2. Use of Evidence Plans
An Evidence Plan process is engaged where there are complex/ numerous and substantial Habitats Regulations Assessment and/ or Environmental Impact Assessment issues, driven by the applicant with the Inspectorate in a facilitatory role.
3. Use of Issues Tracking
The tracking of issues at the pre-application stage maintained by the applicant in a way that is accessible to system, culminating in consensus about residual/ ongoing issues for the examination prior to submission of the application.
4. Use of Pre-application Principal Areas of Disagreement Summary Statements (PADSS)
PADSS developed by relevant stakeholders which record an individual stakeholder’s interpretation of the main areas of disagreement at the point the application is submitted, and indicating the potential impacts on the examination. See ‘What happens next?’ below concerning the potential impacts of this and other components on affected stakeholders.
5. Production of Policy Compliance Document (PCD)
A PCD is developed by the applicant to accompany the submitted application, setting out how the requirements of relevant National Policy Statement(s) and other relevant and important policies are satisfied.
6. Demonstrating regard to advice
The applicant to demonstrate in the submitted application how it has had regard to advice issued by the Inspectorate under section 51 of The Planning Act 2008 (PA2008) and other statutory advice issued by affected government agencies.
7. Production of Design Approach Document (DAD)
A DAD is developed by the applicant to accompany the application, in consultation with relevant consultees, setting out how the project satisfies design criteria in eg relevant National Policy Statement(s) and best practice guidance.
8. Production of mature outline control documents
Mature outline control documents (eg Construction Environmental Management Plan) are developed by the applicant, in consultation with relevant consultees, and provided with the submitted application.
9. Use of Advice log
The Inspectorate records all section 51 advice issued to the applicant in log form, as an alternative to narrative meeting notes. Updates are prompt and accessible to system.
10. Use of multiparty meetings
The use of multiparty meetings during pre-application to seek resolution of cross-interest issues or disagreements, driven by the applicant with the Inspectorate in a facilitatory role.
What happens next?
During July, the Inspectorate has scheduled meetings with each of the participating projects to discuss the development of the components indicated in their expressions of interest. Following these meetings it is expected that each applicant will proactively engage relevant stakeholders about how they may be affected by the Early Adopters Programme, establishing if anything new or different will be requested of them, and by when, in order that the components being trialled may be developed in an optimised way.

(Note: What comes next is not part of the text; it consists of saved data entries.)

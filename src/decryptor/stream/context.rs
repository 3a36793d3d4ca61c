//! # Decryption Context
//!
//! Streaming AES-256-CBC decryption exposed as a [`Read`] adapter, so the gzip
//! decoder can pull plaintext straight out of the ciphertext stream.
//!
//! The PKCS#7 trailer can only be stripped from the *last* block, and the last
//! block is only known once the ciphertext ends. The reader therefore always
//! holds back the most recently decrypted block and releases it when the next
//! ciphertext block arrives; at EOF the held block is unpadded and emitted.

use crate::aliases::{Aes256Key32, ChunkBuffer, Iv16};
use crate::consts::BLOCK_LEN;
use crate::error::{BackupError, Pass};
use crate::utils::{read_full, xor_in_place};
use aes::cipher::{BlockDecrypt, KeyInit};
use aes::{Aes256Dec, Block as AesBlock};
use secure_gate::Fixed;
use std::io::{self, Read};
use subtle::ConstantTimeEq;

/// Pull-based CBC decryption stage.
pub struct CbcDecryptReader<R> {
    inner: R,
    cipher: Aes256Dec,
    pass: Pass,
    /// Previous ciphertext block (starts as the IV).
    prev_block: [u8; BLOCK_LEN],
    /// Last plaintext block, not yet released.
    held: Option<Fixed<[u8; BLOCK_LEN]>>,
    /// Ciphertext in, plaintext out; reused for every chunk.
    chunk: ChunkBuffer,
    chunk_len: usize,
    /// Plaintext ready for the caller: `chunk[out_pos..out_len]`.
    out_pos: usize,
    out_len: usize,
    finished: bool,
    /// Set once decryption fails; every later read repeats it.
    failure: Option<&'static str>,
    ciphertext_len: u64,
}

impl<R: Read> CbcDecryptReader<R> {
    /// `chunk_len` must be a positive multiple of 16.
    pub fn new(inner: R, key: &Aes256Key32, iv: &Iv16, chunk_len: usize, pass: Pass) -> Self {
        debug_assert!(chunk_len >= BLOCK_LEN && chunk_len % BLOCK_LEN == 0);
        let mut prev_block = [0u8; BLOCK_LEN];
        prev_block.copy_from_slice(iv.expose_secret());
        Self {
            inner,
            cipher: Aes256Dec::new(key.expose_secret().into()),
            pass,
            prev_block,
            held: None,
            // one spare block: a chunk may release the held block plus its own
            chunk: ChunkBuffer::new(vec![0u8; chunk_len + BLOCK_LEN]),
            chunk_len,
            out_pos: 0,
            out_len: 0,
            finished: false,
            failure: None,
            ciphertext_len: 0,
        }
    }

    /// Ciphertext bytes consumed so far.
    pub fn ciphertext_len(&self) -> u64 {
        self.ciphertext_len
    }

    fn cipher_error(&self, reason: &str) -> io::Error {
        BackupError::Cipher {
            pass: self.pass,
            reason: reason.into(),
        }
        .into_io()
    }

    fn fail(&mut self, reason: &'static str) -> io::Error {
        self.failure = Some(reason);
        self.cipher_error(reason)
    }

    /// Decrypt the next chunk into the output window.
    fn refill(&mut self) -> io::Result<()> {
        self.out_pos = 0;
        self.out_len = 0;

        // Ciphertext is read into the tail of the buffer so released plaintext
        // (one block behind) can be written to the head without overlap issues.
        let buf = self.chunk.expose_secret_mut();
        let n = read_full(&mut self.inner, &mut buf[BLOCK_LEN..BLOCK_LEN + self.chunk_len])?;
        self.ciphertext_len += n as u64;
        let at_eof = n < self.chunk_len;

        if n % BLOCK_LEN != 0 {
            return Err(self.fail("ciphertext is not a multiple of the AES block size"));
        }

        let mut out_len = 0;
        for offset in (BLOCK_LEN..BLOCK_LEN + n).step_by(BLOCK_LEN) {
            let mut block = [0u8; BLOCK_LEN];
            block.copy_from_slice(&buf[offset..offset + BLOCK_LEN]);
            let ciphertext = block;

            self.cipher.decrypt_block(AesBlock::from_mut_slice(&mut block));
            xor_in_place(&mut block, &self.prev_block);
            self.prev_block = ciphertext;

            if let Some(released) = self.held.replace(Fixed::new(block)) {
                buf[out_len..out_len + BLOCK_LEN].copy_from_slice(released.expose_secret());
                out_len += BLOCK_LEN;
            }
        }

        if at_eof {
            let Some(last) = self.held.take() else {
                return Err(self.fail("ciphertext is empty"));
            };
            let last = last.expose_secret();
            let pad = last[BLOCK_LEN - 1];
            if pad == 0 || pad as usize > BLOCK_LEN {
                return Err(self.fail("invalid PKCS#7 padding"));
            }
            let keep = BLOCK_LEN - pad as usize;
            let expected = [pad; BLOCK_LEN];
            if !bool::from(last[keep..].ct_eq(&expected[keep..])) {
                return Err(self.fail("corrupt PKCS#7 padding"));
            }
            buf[out_len..out_len + keep].copy_from_slice(&last[..keep]);
            out_len += keep;
            self.finished = true;
        }

        self.out_len = out_len;
        Ok(())
    }
}

impl<R: Read> Read for CbcDecryptReader<R> {
    fn read(&mut self, out: &mut [u8]) -> io::Result<usize> {
        if out.is_empty() {
            return Ok(0);
        }
        if let Some(reason) = self.failure {
            return Err(self.cipher_error(reason));
        }
        while self.out_pos == self.out_len {
            if self.finished {
                return Ok(0);
            }
            self.refill()?;
        }
        let n = (self.out_len - self.out_pos).min(out.len());
        out[..n].copy_from_slice(&self.chunk.expose_secret()[self.out_pos..self.out_pos + n]);
        self.out_pos += n;
        Ok(n)
    }
}
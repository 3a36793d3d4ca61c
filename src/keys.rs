//! # Key Material
//!
//! The pipeline consumes a 32-byte AES-256 cipher key and a separate HMAC key.
//! Where they come from is the caller's business: anything implementing
//! [`KeyProvider`] can feed a [`BackupService`](crate::BackupService).
//!
//! Two providers ship with the crate:
//!
//! - [`StaticKeys`] — caller-supplied key bytes (tests, HSM-unwrapped keys, …)
//! - [`PassphraseKeys`] — deterministic PBKDF2-HMAC-SHA512 derivation from an
//!   account secret and salt

use crate::aliases::{AccountSecret, Aes256Key32, DerivedKeys64, HmacSha256, MacKey, Salt16};
use crate::consts::{CIPHER_KEY_LEN, DEFAULT_PBKDF2_ITERATIONS, PBKDF2_MAX_ITER, PBKDF2_MIN_ITER};
use crate::crypto::kdf::pbkdf2::derive_pbkdf2_keys;
use crate::crypto::{constant_time_eq, new_hmac};
use crate::error::{BackupError, Pass};
use std::fmt;

/// Cipher key + MAC key for exactly one export or import.
///
/// Never persisted by this crate and wiped on drop.
pub struct KeyMaterial {
    cipher_key: Aes256Key32,
    mac_key: MacKey,
}

impl KeyMaterial {
    /// Wrap already-secured keys.
    ///
    /// # Errors
    ///
    /// [`BackupError::KeyMaterial`] if the MAC key is empty or equal to the
    /// cipher key. Encrypt-then-MAC needs two independent keys.
    pub fn new(cipher_key: Aes256Key32, mac_key: MacKey) -> Result<Self, BackupError> {
        if mac_key.expose_secret().is_empty() {
            return Err(BackupError::KeyMaterial("MAC key must not be empty".into()));
        }
        if constant_time_eq(mac_key.expose_secret(), cipher_key.expose_secret()) {
            return Err(BackupError::KeyMaterial(
                "MAC key must differ from the cipher key".into(),
            ));
        }
        Ok(Self {
            cipher_key,
            mac_key,
        })
    }

    /// Convenience constructor from raw bytes.
    pub fn from_bytes(cipher_key: [u8; CIPHER_KEY_LEN], mac_key: &[u8]) -> Result<Self, BackupError> {
        Self::new(Aes256Key32::new(cipher_key), MacKey::new(mac_key.to_vec()))
    }

    #[inline]
    pub fn cipher_key(&self) -> &Aes256Key32 {
        &self.cipher_key
    }

    #[inline]
    pub fn mac_key(&self) -> &MacKey {
        &self.mac_key
    }

    /// Fresh HMAC accumulator for one pass.
    #[inline]
    pub(crate) fn new_hmac(&self, pass: Pass) -> Result<HmacSha256, BackupError> {
        new_hmac(&self.mac_key, pass)
    }
}

impl fmt::Debug for KeyMaterial {
    fn fmt(&self, f: &mut fmt::Formatter<'_>) -> fmt::Result {
        f.debug_struct("KeyMaterial")
            .field("cipher_key", &"[REDACTED]")
            .field("mac_key", &"[REDACTED]")
            .finish()
    }
}

/// Source of key material, asked once at the start of every operation.
pub trait KeyProvider {
    fn key_material(&self) -> Result<KeyMaterial, BackupError>;
}

impl<P: KeyProvider + ?Sized> KeyProvider for &P {
    fn key_material(&self) -> Result<KeyMaterial, BackupError> {
        (**self).key_material()
    }
}

impl<P: KeyProvider + ?Sized> KeyProvider for std::sync::Arc<P> {
    fn key_material(&self) -> Result<KeyMaterial, BackupError> {
        (**self).key_material()
    }
}

/// Fixed key bytes handed out as a fresh [`KeyMaterial`] copy per operation.
pub struct StaticKeys {
    cipher_key: Aes256Key32,
    mac_key: MacKey,
}

impl StaticKeys {
    /// Validates the pair up front so a bad configuration fails at startup
    /// instead of on the first export.
    pub fn new(cipher_key: [u8; CIPHER_KEY_LEN], mac_key: Vec<u8>) -> Result<Self, BackupError> {
        let checked = KeyMaterial::new(Aes256Key32::new(cipher_key), MacKey::new(mac_key))?;
        Ok(Self {
            cipher_key: checked.cipher_key,
            mac_key: checked.mac_key,
        })
    }
}

impl KeyProvider for StaticKeys {
    fn key_material(&self) -> Result<KeyMaterial, BackupError> {
        KeyMaterial::new(
            Aes256Key32::new(*self.cipher_key.expose_secret()),
            MacKey::new(self.mac_key.expose_secret().clone()),
        )
    }
}

impl fmt::Debug for StaticKeys {
    fn fmt(&self, f: &mut fmt::Formatter<'_>) -> fmt::Result {
        f.write_str("StaticKeys([REDACTED])")
    }
}

/// Derives both keys from an account secret with PBKDF2-HMAC-SHA512.
///
/// Deterministic: the same secret, salt and iteration count always yield the
/// same keys, so a backup exported on one device imports on another.
pub struct PassphraseKeys {
    secret: AccountSecret,
    salt: Salt16,
    iterations: u32,
}

impl PassphraseKeys {
    /// Uses [`DEFAULT_PBKDF2_ITERATIONS`].
    pub fn new(secret: AccountSecret, salt: [u8; 16]) -> Result<Self, BackupError> {
        Self::with_iterations(secret, salt, DEFAULT_PBKDF2_ITERATIONS)
    }

    pub fn with_iterations(
        secret: AccountSecret,
        salt: [u8; 16],
        iterations: u32,
    ) -> Result<Self, BackupError> {
        if secret.expose_secret().is_empty() {
            return Err(BackupError::KeyMaterial("empty account secret".into()));
        }
        if !(PBKDF2_MIN_ITER..=PBKDF2_MAX_ITER).contains(&iterations) {
            return Err(BackupError::KeyMaterial(format!(
                "PBKDF2 iterations must be in {PBKDF2_MIN_ITER}..={PBKDF2_MAX_ITER}, got {iterations}"
            )));
        }
        Ok(Self {
            secret,
            salt: Salt16::new(salt),
            iterations,
        })
    }

    #[must_use]
    pub const fn iterations(&self) -> u32 {
        self.iterations
    }
}

impl KeyProvider for PassphraseKeys {
    fn key_material(&self) -> Result<KeyMaterial, BackupError> {
        let mut derived = DerivedKeys64::new([0u8; 64]);
        derive_pbkdf2_keys(&self.secret, &self.salt, self.iterations, &mut derived)?;

        let bytes = derived.expose_secret();
        let mut cipher_key = Aes256Key32::new([0u8; CIPHER_KEY_LEN]);
        cipher_key
            .expose_secret_mut()
            .copy_from_slice(&bytes[..CIPHER_KEY_LEN]);
        let mac_key = MacKey::new(bytes[CIPHER_KEY_LEN..].to_vec());

        KeyMaterial::new(cipher_key, mac_key)
    }
}

impl fmt::Debug for PassphraseKeys {
    fn fmt(&self, f: &mut fmt::Formatter<'_>) -> fmt::Result {
        f.debug_struct("PassphraseKeys")
            .field("secret", &"[REDACTED]")
            .field("iterations", &self.iterations)
            .finish()
    }
}

#[cfg(test)]
mod tests {
    use super::*;

    #[test]
    fn rejects_shared_key() {
        let key = [0x42u8; 32];
        let err = KeyMaterial::from_bytes(key, &key).unwrap_err();
        assert!(matches!(err, BackupError::KeyMaterial(_)));
    }

    #[test]
    fn rejects_empty_mac_key() {
        let err = KeyMaterial::from_bytes([1u8; 32], &[]).unwrap_err();
        assert!(err.to_string().contains("MAC key must not be empty"));
    }

    #[test]
    fn static_keys_hand_out_copies() {
        let keys = StaticKeys::new([1u8; 32], vec![2u8; 32]).unwrap();
        let a = keys.key_material().unwrap();
        let b = keys.key_material().unwrap();
        assert_eq!(a.cipher_key().expose_secret(), b.cipher_key().expose_secret());
        assert_eq!(a.mac_key().expose_secret(), b.mac_key().expose_secret());
    }

    #[test]
    fn passphrase_keys_are_deterministic_and_split() {
        let keys = PassphraseKeys::with_iterations(
            AccountSecret::new("correct horse battery staple".to_string()),
            [9u8; 16],
            10,
        )
        .unwrap();
        let a = keys.key_material().unwrap();
        let b = keys.key_material().unwrap();
        assert_eq!(a.cipher_key().expose_secret(), b.cipher_key().expose_secret());
        assert_eq!(a.mac_key().expose_secret().len(), 32);
        assert_ne!(
            &a.cipher_key().expose_secret()[..],
            a.mac_key().expose_secret().as_slice()
        );
    }

    #[test]
    fn debug_output_is_redacted() {
        let keys = StaticKeys::new([0xAAu8; 32], vec![0xBB; 32]).unwrap();
        let material = keys.key_material().unwrap();
        let shown = format!("{keys:?} {material:?}");
        assert!(!shown.contains("170"), "raw key bytes leaked: {shown}");
        assert!(shown.contains("REDACTED"));
    }
}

Applicants and affected stakeholders should note that participation in this trial is voluntary and non-statutory. The ability of relevant stakeholders to engage in the development of specific components forms an integral part of this trial, accounting for resource demand and competing priorities. Adhering to or producing any of the trial elements does not affect the separate statutory tests under section 55 of the Planning Act 2008, which determine whether the application will be accepted for examination.
Once the trials are completed, the Inspectorate will gather feedback on the extent to which the development of each component, individually or in combination, has contributed to an improved examination experience for the system.
Whether or not a project is involved in the Early Adopters Programme, we welcome and encourage receipt of any information in relation to any innovative approaches applicants are taking at the Pre-application stage with a view to making the consenting process smoother. Please discuss these with your allocated NSIP Case Team or provide details to email@example.com for the attention of NSIP Reform.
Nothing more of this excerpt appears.